Count up the lines below where the word "names" shows up, and respond with the number alone.

Saved data entries
══════

//! Color gradients for mapping a normalized payoff to RGB
//!
//! Two scheme shapes coexist in one registry:
//! - uniform: a list of colors spread evenly over [0, 1]
//! - explicit: a list of `(color, position)` stops sorted by position

use std::collections::BTreeMap;

use serde::{Deserialize, Serialize};

use crate::error::{HeatmapError, Result};

/// RGB triple
pub type Rgb = [u8; 3];

/// Returned when uniform-stop index arithmetic falls off either end
pub const FALLBACK_COLOR: Rgb = [255, 120, 210];

/// Scheme used when nothing else is selected
pub const DEFAULT_SCHEME: &str = "red";

/// A color stop at an explicit position in [0, 1]
#[derive(Debug, Clone, Copy, PartialEq, Serialize, Deserialize)]
pub struct ColorStop(pub Rgb, pub f64);

/// Named gradient definition
///
/// JSON shape picks the variant: `[[r,g,b], ...]` is uniform,
/// `[[[r,g,b], pos], ...]` is explicit.
#[derive(Debug, Clone, PartialEq, Serialize, Deserialize)]
#[serde(untagged)]
pub enum GradientScheme {
    Uniform(Vec<Rgb>),
    Explicit(Vec<ColorStop>),
}

impl GradientScheme {
    pub fn uniform(colors: Vec<Rgb>) -> Result<Self> {
        let scheme = Self::Uniform(colors);
        scheme.validate()?;
        Ok(scheme)
    }

    pub fn explicit(stops: Vec<ColorStop>) -> Result<Self> {
        let scheme = Self::Explicit(stops);
        scheme.validate()?;
        Ok(scheme)
    }

    pub fn validate(&self) -> Result<()> {
        match self {
            Self::Uniform(colors) => {
                if colors.is_empty() {
                    return Err(HeatmapError::InvalidScheme("no colors".into()));
                }
            },
            Self::Explicit(stops) => {
                if stops.is_empty() {
                    return Err(HeatmapError::InvalidScheme("no stops".into()));
                }
                if let Some(bad) = stops.iter().find(|s| !(0.0..=1.0).contains(&s.1)) {
                    return Err(HeatmapError::InvalidScheme(format!(
                        "stop position {} outside [0, 1]",
                        bad.1
                    )));
                }
                if stops.windows(2).any(|w| w[0].1 > w[1].1) {
                    return Err(HeatmapError::InvalidScheme(
                        "stop positions must be ascending".into(),
                    ));
                }
            },
        }
        Ok(())
    }

    pub fn first_color(&self) -> Rgb {
        match self {
            Self::Uniform(colors) => colors.first().copied().unwrap_or(FALLBACK_COLOR),
            Self::Explicit(stops) => stops.first().map_or(FALLBACK_COLOR, |s| s.0),
        }
    }

    pub fn last_color(&self) -> Rgb {
        match self {
            Self::Uniform(colors) => colors.last().copied().unwrap_or(FALLBACK_COLOR),
            Self::Explicit(stops) => stops.last().map_or(FALLBACK_COLOR, |s| s.0),
        }
    }

    /// Color for `percent` (nominally in [0, 1], not clamped)
    pub fn color_at(&self, percent: f64) -> Rgb {
        match self {
            Self::Uniform(colors) => uniform_color(colors, percent),
            Self::Explicit(stops) => explicit_color(stops, percent),
        }
    }
}

/// Component-wise `weight * a + (1 - weight) * b`, rounded into a byte
#[inline]
fn mix(a: Rgb, b: Rgb, weight: f64) -> Rgb {
    let channel = |i: usize| {
        let v = weight * a[i] as f64 + (1.0 - weight) * b[i] as f64;
        if v.is_nan() {
            0
        } else {
            v.round().clamp(0.0, 255.0) as u8
        }
    };
    [channel(0), channel(1), channel(2)]
}

fn uniform_color(colors: &[Rgb], percent: f64) -> Rgb {
    if colors.len() == 1 {
        return colors[0];
    }
    let scaled = percent * (colors.len() - 1) as f64;
    let low = scaled.floor();
    let high = scaled.ceil();
    if !scaled.is_finite() || low < 0.0 || high >= colors.len() as f64 {
        return FALLBACK_COLOR;
    }
    let frac = scaled - low;
    mix(colors[high as usize], colors[low as usize], frac)
}

fn explicit_color(stops: &[ColorStop], percent: f64) -> Rgb {
    for pair in stops.windows(2) {
        let (ColorStop(low_color, low_pos), ColorStop(high_color, high_pos)) = (pair[0], pair[1]);
        if percent >= low_pos && percent <= high_pos {
            if high_pos == low_pos {
                return low_color;
            }
            // Weight runs from 1 at the lower stop to 0 at the upper one
            let interp = 1.0 - (percent - low_pos) / (high_pos - low_pos);
            return mix(low_color, high_color, interp);
        }
    }
    stops.last().map_or(FALLBACK_COLOR, |s| s.0)
}

/// Named schemes available to the surface
#[derive(Debug, Clone, PartialEq)]
pub struct GradientRegistry {
    schemes: BTreeMap<String, GradientScheme>,
}

impl GradientRegistry {
    /// Registry with no schemes
    pub fn empty() -> Self {
        Self {
            schemes: BTreeMap::new(),
        }
    }

    /// Registry preloaded with the built-in schemes
    pub fn builtin() -> Self {
        let mut registry = Self::empty();
        let uniform = [
            ("red", vec![[255, 255, 255], [255, 180, 180], [220, 20, 20], [120, 0, 0]]),
            ("blue", vec![[255, 255, 255], [150, 190, 255], [20, 70, 220], [0, 20, 110]]),
            ("green", vec![[255, 255, 255], [170, 230, 170], [30, 160, 60], [0, 80, 20]]),
            ("grayscale", vec![[0, 0, 0], [255, 255, 255]]),
            (
                "viridis",
                vec![[68, 1, 84], [59, 82, 139], [33, 145, 140], [94, 201, 98], [253, 231, 37]],
            ),
        ];
        for (name, colors) in uniform {
            registry.schemes.insert(name.to_string(), GradientScheme::Uniform(colors));
        }

        let explicit = [
            (
                "rainbow",
                vec![
                    ColorStop([150, 0, 90], 0.0),
                    ColorStop([0, 0, 200], 0.125),
                    ColorStop([0, 25, 255], 0.25),
                    ColorStop([0, 152, 255], 0.375),
                    ColorStop([44, 255, 150], 0.5),
                    ColorStop([151, 255, 0], 0.625),
                    ColorStop([255, 234, 0], 0.75),
                    ColorStop([255, 111, 0], 0.875),
                    ColorStop([255, 0, 0], 1.0),
                ],
            ),
            (
                "heat",
                vec![
                    ColorStop([0, 0, 0], 0.0),
                    ColorStop([200, 0, 0], 0.4),
                    ColorStop([255, 160, 0], 0.75),
                    ColorStop([255, 255, 220], 1.0),
                ],
            ),
        ];
        for (name, stops) in explicit {
            registry.schemes.insert(name.to_string(), GradientScheme::Explicit(stops));
        }
        registry
    }

    /// Add or replace a scheme after validating it
    pub fn insert(&mut self, name: impl Into<String>, scheme: GradientScheme) -> Result<()> {
        scheme.validate()?;
        self.schemes.insert(name.into(), scheme);
        Ok(())
    }

    pub fn get(&self, name: &str) -> Option<&GradientScheme> {
        self.schemes.get(name)
    }

    pub fn resolve(&self, name: &str) -> Result<&GradientScheme> {
        self.get(name)
            .ok_or_else(|| HeatmapError::UnknownScheme(name.to_string()))
    }

    pub fn contains(&self, name: &str) -> bool {
        self.schemes.contains_key(name)
    }

    /// Scheme names in sorted order
    pub fn names(&self) -> impl Iterator<Item = &str> {
        self.schemes.keys().map(String::as_str)
    }
}

impl Default for GradientRegistry {
    fn default() -> Self {
        Self::builtin()
    }
}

══════

Solution to this task:
2